- _Work order_: From the records below, take each line where the string "InstanceGuard" shows up and copy it.

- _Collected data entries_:

= = = =

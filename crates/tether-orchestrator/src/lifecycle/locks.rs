//! Per-instance operation locks

use std::sync::Arc;

use dashmap::DashMap;
use tokio::sync::{Mutex, OwnedMutexGuard};

use tether_core::types::InstanceId;

/// Serializes state-changing operations on the same instance while letting
/// different instances proceed independently.
///
/// An entry lives only while someone holds or waits for it.
#[derive(Default)]
pub struct InstanceLocks {
    locks: DashMap<InstanceId, Arc<Mutex<()>>>,
}

/// Held lock for one instance; releasing the last holder drops the entry
pub struct InstanceGuard<'a> {
    locks: &'a InstanceLocks,
    id: InstanceId,
    guard: Option<OwnedMutexGuard<()>>,
}

impl InstanceLocks {
    pub fn new() -> Self {
        Self::default()
    }

    pub async fn lock(&self, id: &InstanceId) -> InstanceGuard<'_> {
        let lock = self.locks.entry(id.clone()).or_default().clone();
        InstanceGuard {
            locks: self,
            id: id.clone(),
            guard: Some(lock.lock_owned().await),
        }
    }

    /// Instances with a live entry
    pub fn len(&self) -> usize {
        self.locks.len()
    }

    pub fn is_empty(&self) -> bool {
        self.locks.is_empty()
    }
}

impl Drop for InstanceGuard<'_> {
    fn drop(&mut self) {
        drop(self.guard.take());
        // Waiters hold their own clone, so a count of one means nobody is queued
        self.locks
            .locks
            .remove_if(&self.id, |_, lock| Arc::strong_count(lock) == 1);
    }
}

#[cfg(test)]
mod tests {
    use super::*;
    use std::time::Duration;

    #[tokio::test]
    async fn test_same_id_is_serialized() {
        let locks = Arc::new(InstanceLocks::new());
        let id = InstanceId::new("a");

        let guard = locks.lock(&id).await;
        let contender = {
            let locks = Arc::clone(&locks);
            let id = id.clone();
            tokio::spawn(async move {
                let _g = locks.lock(&id).await;
            })
        };

        tokio::time::sleep(Duration::from_millis(20)).await;
        assert!(!contender.is_finished());
        drop(guard);
        contender.await.unwrap();
    }

    #[tokio::test]
    async fn test_different_ids_do_not_block() {
        let locks = InstanceLocks::new();
        let _a = locks.lock(&InstanceId::new("a")).await;
        let b = tokio::time::timeout(Duration::from_millis(100), locks.lock(&InstanceId::new("b"))).await;
        assert!(b.is_ok());
    }

    #[tokio::test]
    async fn test_entry_dropped_after_last_release() {
        let locks = InstanceLocks::new();
        for n in 0..5 {
            let _g = locks.lock(&InstanceId::new(format!("i-{}", n))).await;
            assert_eq!(locks.len(), 1);
        }
        assert!(locks.is_empty());
    }

    #[tokio::test]
    async fn test_entry_kept_while_waiter_queued() {
        let locks = Arc::new(InstanceLocks::new());
        let id = InstanceId::new("a");

        let guard = locks.lock(&id).await;
        let contender = {
            let locks = Arc::clone(&locks);
            let id = id.clone();
            tokio::spawn(async move {
                let _g = locks.lock(&id).await;
                tokio::time::sleep(Duration::from_millis(20)).await;
            })
        };
        tokio::time::sleep(Duration::from_millis(20)).await;

        drop(guard);
        assert_eq!(locks.len(), 1);
        contender.await.unwrap();
        assert!(locks.is_empty());
    }
}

= = = =

- _Task output_:
pub struct InstanceGuard<'a> {
    pub async fn lock(&self, id: &InstanceId) -> InstanceGuard<'_> {
        InstanceGuard {
impl Drop for InstanceGuard<'_> {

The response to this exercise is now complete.